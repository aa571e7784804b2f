use chrono::{DateTime, Utc};
use serde::{Deserialize, Serialize};
use uuid::Uuid;

use crate::models::slides::{Slide, SlideBody, SlideKind};

#[derive(Debug, Deserialize)]
pub struct CreateSlideRequest {
    pub body: SlideBody,
    /// Insert position; appended when omitted or past the end.
    pub position: Option<i32>,
}

#[derive(Debug, Deserialize)]
pub struct UpdateSlideRequest {
    pub body: SlideBody,
}

#[derive(Debug, Deserialize)]
pub struct MoveSlideRequest {
    pub to_position: i32,
}

#[derive(Debug, Clone, Serialize, Deserialize, PartialEq)]
#[serde(rename_all = "camelCase")]
pub struct SlideView {
    pub id: Uuid,
    pub presentation_id: Uuid,
    pub position: i32,
    pub kind: SlideKind,
    pub body: SlideBody,
    pub created_at: DateTime<Utc>,
    pub updated_at: DateTime<Utc>,
}

impl From<Slide> for SlideView {
    fn from(slide: Slide) -> Self {
        Self {
            id: slide.id,
            presentation_id: slide.presentation_id,
            position: slide.position,
            kind: slide.kind,
            body: slide.body,
            created_at: slide.created_at,
            updated_at: slide.updated_at,
        }
    }
}

#[derive(Debug, Serialize)]
pub struct SlideListResponse {
    pub data: Vec<SlideView>,
}
use sqlx::PgPool;
use std::sync::Arc;

use crate::{auth::jwt::JwtConfig, realtime::room::Rooms};
use tracing::warn;

#[derive(Clone)]
pub struct AppState {
    pub db: PgPool,
    pub redis: Option<redis::Client>,
    pub jwt_config: JwtConfig,
    pub rooms: Rooms,
}

impl AppState {
    pub fn new(db: PgPool) -> Self {
        let redis = match std::env::var("REDIS_URL") {
            Ok(url) => match redis::Client::open(url) {
                Ok(client) => Some(client),
                Err(error) => {
                    warn!("Redis cache not configured: {}", error);
                    None
                }
            },
            Err(_) => None,
        };

        let secret =
            std::env::var("JWT_SECRET").unwrap_or_else(|_| "slidecast-dev-secret".to_string());

        Self {
            db,
            redis,
            jwt_config: JwtConfig::from_env(secret),
            rooms: Arc::new(dashmap::DashMap::new()),
        }
    }
}
use sqlx::PgPool;
use std::sync::Arc;
use uuid::Uuid;

use crate::{
    realtime::room::{PendingMove, Room, Rooms},
    repositories::groups as group_repo,
};

const MOVE_FLUSH_INTERVAL_MS: u64 = 500;

/// Records the latest drag position for a group. Broadcast happens
/// immediately from the caller; persistence waits for the next flush so a
/// fast drag costs one write instead of one per frame.
pub async fn queue_move(room: &Room, group_id: Uuid, position_x: f64, position_y: f64) {
    let mut pending = room.pending_moves.lock().await;
    pending.insert(
        group_id,
        PendingMove {
            position_x,
            position_y,
        },
    );
}

/// Persists and clears every coalesced position in the room.
pub async fn flush_room_moves(db: &PgPool, room: &Room) {
    let drained: Vec<(Uuid, PendingMove)> = {
        let mut pending = room.pending_moves.lock().await;
        if pending.is_empty() {
            return;
        }
        pending.drain().collect()
    };

    for (group_id, position) in drained {
        if let Err(error) =
            group_repo::update_position(db, group_id, position.position_x, position.position_y)
                .await
        {
            tracing::error!(
                "Failed to persist position for group {} on presentation {}: {}",
                group_id,
                room.presentation_id,
                error
            );
        }
    }
}

pub fn spawn_move_flush(db: PgPool, rooms: Rooms) {
    tokio::spawn(async move {
        let mut interval =
            tokio::time::interval(std::time::Duration::from_millis(MOVE_FLUSH_INTERVAL_MS));
        loop {
            interval.tick().await;
            let rooms_snapshot: Vec<Arc<Room>> =
                rooms.iter().map(|entry| entry.value().clone()).collect();
            for room in rooms_snapshot {
                flush_room_moves(&db, &room).await;
            }
        }
    });
}

#[cfg(test)]
mod tests {
    use super::*;

    #[tokio::test]
    async fn only_the_latest_position_survives() {
        let room = Room::new(Uuid::new_v4());
        let group_id = Uuid::new_v4();

        queue_move(&room, group_id, 1.0, 1.0).await;
        queue_move(&room, group_id, 2.0, 2.0).await;
        queue_move(&room, group_id, 3.5, 4.5).await;

        let pending = room.pending_moves.lock().await;
        assert_eq!(pending.len(), 1);
        assert_eq!(
            pending[&group_id],
            PendingMove {
                position_x: 3.5,
                position_y: 4.5
            }
        );
    }

    #[tokio::test]
    async fn moves_for_different_groups_coalesce_independently() {
        let room = Room::new(Uuid::new_v4());
        let first = Uuid::new_v4();
        let second = Uuid::new_v4();

        queue_move(&room, first, 1.0, 2.0).await;
        queue_move(&room, second, 9.0, 9.0).await;
        queue_move(&room, first, 5.0, 6.0).await;

        let pending = room.pending_moves.lock().await;
        assert_eq!(pending.len(), 2);
        assert_eq!(pending[&first].position_x, 5.0);
        assert_eq!(pending[&second].position_y, 9.0);
    }
}
use crate::config::Config;
use crate::db::oplog::oplog;
use crate::errors::AppResult;

use crate::cli::parser::Cli;
use crate::db::initialize::init_db;
use rusqlite::Connection;

/// Handle the `init` command
///
/// This initializes:
///  - the config directory (if missing)
///  - the configuration file
///  - the SQLite database (prod or test mode)
///  - all pending DB migrations
pub fn handle(cli: &Cli) -> AppResult<()> {
    Config::init_all(cli.db.clone(), cli.test)?;

    let cfg = Config::load();
    let db_path = cli.db.clone().unwrap_or(cfg.database);

    println!("⚙️  Initializing watermeter…");
    println!("📄 Config file : {}", Config::config_file().display());
    println!("🗄️  Database   : {}", &db_path);

    let conn = Connection::open(&db_path)?;
    init_db(&conn)?;
    oplog(&conn, "init", &db_path, "database initialized")?;

    println!("✅ Initialization completed.");
    Ok(())
}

**Work to be completed:**
Using the entries above, extract exactly the span from the line with "group_id, position.position_x, position.position_y)" to the line with "async fn only_the_latest_position_survives()", both lines included; leave out everything else.

**Solution to this exercise:**
            group_repo::update_position(db, group_id, position.position_x, position.position_y)
                .await
        {
            tracing::error!(
                "Failed to persist position for group {} on presentation {}: {}",
                group_id,
                room.presentation_id,
                error
            );
        }
    }
}

pub fn spawn_move_flush(db: PgPool, rooms: Rooms) {
    tokio::spawn(async move {
        let mut interval =
            tokio::time::interval(std::time::Duration::from_millis(MOVE_FLUSH_INTERVAL_MS));
        loop {
            interval.tick().await;
            let rooms_snapshot: Vec<Arc<Room>> =
                rooms.iter().map(|entry| entry.value().clone()).collect();
            for room in rooms_snapshot {
                flush_room_moves(&db, &room).await;
            }
        }
    });
}

#[cfg(test)]
mod tests {
    use super::*;

    #[tokio::test]
    async fn only_the_latest_position_survives() {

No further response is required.